Having trouble understanding

In the book that I'm reading (Dive into C++)
the author says
If you divide your
random number by the size of the range, you'll end up getting a number between 0 and the size of the
range (but never including the size of the range)


I've tested this with a bunch of numbers and it's true but I don't understand why it works.

11 % 3 = 2 2 is in the rage [0,3)

55 % 6 = 1 1 is in the range [0, 6)

So pretty much p % n is going to be in the range of [0, n), but why is that?

I'm really puzzled and I hope someone can break it down for me. All help is appreciated.
Think about what n % n is.
% or the modulus operator basically is this p % n can be looked at like this divide p by n and then the remainder is given.
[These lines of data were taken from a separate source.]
//! Integration tests for the appforge-materialize crate.
//!
//! These tests run the full generate → materialize pipeline and inspect
//! the concrete component trees a renderer would receive.

use appforge_blueprint::{EntityHint, GenerationContext, IntelligenceInput, Synthesizer};
use appforge_materialize::{MaterializeOptions, Materializer, ShellKind};
use appforge_schema::{AppSchema, Behavior, PageType, Surface};

fn dental_schema() -> AppSchema {
    let ctx = GenerationContext::from_prompt("Run my dental clinic")
        .with_industry("dental")
        .with_intelligence(IntelligenceInput {
            entities: vec![
                EntityHint::named("Patient"),
                EntityHint {
                    name: "Appointment".to_string(),
                    fields: vec![
                        "title".to_string(),
                        "startsAt".to_string(),
                        "status".to_string(),
                    ],
                    behaviors: vec![Behavior::Schedulable],
                    icon: Some("calendar".to_string()),
                },
            ],
            features: vec!["scheduling".to_string()],
            ..Default::default()
        });
    Synthesizer::new().generate(ctx).schema
}

// ═══════════════════════════════════════════════════════════════════════
//  Full pipeline
// ═══════════════════════════════════════════════════════════════════════

#[test]
fn every_materialized_page_renders_something() {
    let schema = dental_schema();
    let app = Materializer::new().materialize(&schema, &MaterializeOptions::default());

    assert_eq!(app.pages.len(), schema.pages.len());
    for page in &app.pages {
        assert!(!page.components.is_empty(), "page {} is blank", page.id);
    }
    assert_eq!(app.entities.len(), 2);
    assert_eq!(app.workflows.len(), schema.workflows.len());
    assert_eq!(app.theme.colors.primary, "#0d9488");
    assert_eq!(app.shell, ShellKind::Sidebar);
}

#[test]
fn page_types_dispatch_to_their_builders() {
    let schema = dental_schema();
    let app = Materializer::new().materialize(&schema, &MaterializeOptions::default());

    let by_id = |id: &str| {
        app.pages
            .iter()
            .find(|p| p.id == id)
            .unwrap_or_else(|| panic!("page {id} missing"))
    };

    // Patients read as people and get cards.
    assert_eq!(by_id("patients-list").components[1].component_id, "card-list");
    // The appointment hint carries a status field, so a board exists.
    assert_eq!(
        by_id("appointment-board").components[1].component_id,
        "kanban-board"
    );
    assert_eq!(
        by_id("appointment-calendar").components[1].component_id,
        "calendar"
    );
    assert_eq!(
        by_id("settings").components[1].component_id,
        "settings-form"
    );
}

#[test]
fn dashboard_page_gets_sections_and_feed() {
    let schema = dental_schema();
    let app = Materializer::new().materialize(&schema, &MaterializeOptions::default());

    let dashboard = app
        .pages
        .iter()
        .find(|p| p.page_type == PageType::Dashboard)
        .unwrap();
    assert_eq!(dashboard.route, "/");
    assert_eq!(dashboard.components[0].component_id, "stats-grid");
    assert_eq!(
        dashboard.components.last().unwrap().component_id,
        "activity-feed"
    );
    for section in &dashboard.components {
        assert!(section.intent.is_some());
    }
}

#[test]
fn navigation_excludes_auxiliary_pages() {
    let schema = dental_schema();
    let app = Materializer::new().materialize(&schema, &MaterializeOptions::default());

    for item in &app.navigation.sidebar.items {
        assert!(!item.page.ends_with("-form"));
        assert!(!item.page.ends_with("-detail"));
    }
    assert_eq!(app.navigation.default_page, "dashboard");
}

// ═══════════════════════════════════════════════════════════════════════
//  Surface-scoped materialization
// ═══════════════════════════════════════════════════════════════════════

#[test]
fn patient_surface_sees_only_schedulable_pages() {
    let schema = dental_schema();
    let options = MaterializeOptions {
        surface: Some(Surface::Patient),
        ..Default::default()
    };
    let app = Materializer::new().materialize(&schema, &options);

    assert!(!app.navigation.sidebar.items.is_empty());
    for item in &app.navigation.sidebar.items {
        assert!(
            item.page.starts_with("appointment"),
            "unexpected patient-surface page {}",
            item.page
        );
    }
}

#[test]
fn shell_override_wins() {
    let schema = dental_schema();
    let options = MaterializeOptions {
        shell: Some(ShellKind::Topbar),
        ..Default::default()
    };
    let app = Materializer::new().materialize(&schema, &options);
    assert_eq!(app.shell, ShellKind::Topbar);
}

// ═══════════════════════════════════════════════════════════════════════
//  Degenerate schemas
// ═══════════════════════════════════════════════════════════════════════

#[test]
fn single_entity_app_materializes_with_home_list() {
    let outcome = Synthesizer::new().generate(GenerationContext::from_prompt("track invoices"));
    let app = Materializer::new().materialize(&outcome.schema, &MaterializeOptions::default());

    let home = app.pages.iter().find(|p| p.route == "/").unwrap();
    assert_eq!(home.page_type, PageType::List);
    assert_eq!(home.components[1].component_id, "data-table");
    assert_eq!(app.navigation.default_page, home.id);
}

#[test]
fn messaging_feature_produces_a_chat_thread_and_split_shell() {
    let ctx = GenerationContext::from_prompt("a team messaging tool").with_intelligence(
        IntelligenceInput {
            features: vec!["messaging".to_string()],
            ..Default::default()
        },
    );
    let outcome = Synthesizer::new().generate(ctx);
    let app = Materializer::new().materialize(&outcome.schema, &MaterializeOptions::default());

    let chat = app
        .pages
        .iter()
        .find(|p| p.page_type == PageType::Chat)
        .unwrap();
    assert_eq!(chat.components[1].component_id, "message-thread");
    assert_eq!(app.shell, ShellKind::Split);
}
or we can write it like this

1
2
while( p > n )
    p -= n;


Basically say we have 27 % 2 this would mean
27 / 2 = 13 / 2 = 6/2 = 3/2 = 1

Basically we divide then round down since it takes int not double

Another method would be to do

1
2
3
4
while( p > n )
{
     p /= n;
}


Basically dividing and subtracting is the same if you think about it. and an int divided by an int is an int and not a double.


What I mean by dividing and subtracting being the same is that think about it

12 / 4
=
12 - 4 = 8 -> 1
8 - 4 = 4 -> 2
4 - 4 = 0 -> 3

answer is 3 ( we subtracted as many times as we could )
This is how int divisions work
[edit]if you did 12 % 4 that 0 that is left over would be the result.[/edit]

Lets look at another

15 / 2

15 - 2 = 13 -> 1
13 - 2 = 11 -> 2
11 - 2 = 9 -> 3
9 - 2 = 7 -> 4
7 - 2 = 5 -> 5
5 - 2 = 3 -> 6
3 - 2 = 1 -> 7

1 is less than 2 so answer would be 7
[edit]if you did 15 % 2 that 1 that is left over would be the result.[/edit]

Anyways hopefully I didn't confuse you but % operator means just divide as many times as you can then return the remainder.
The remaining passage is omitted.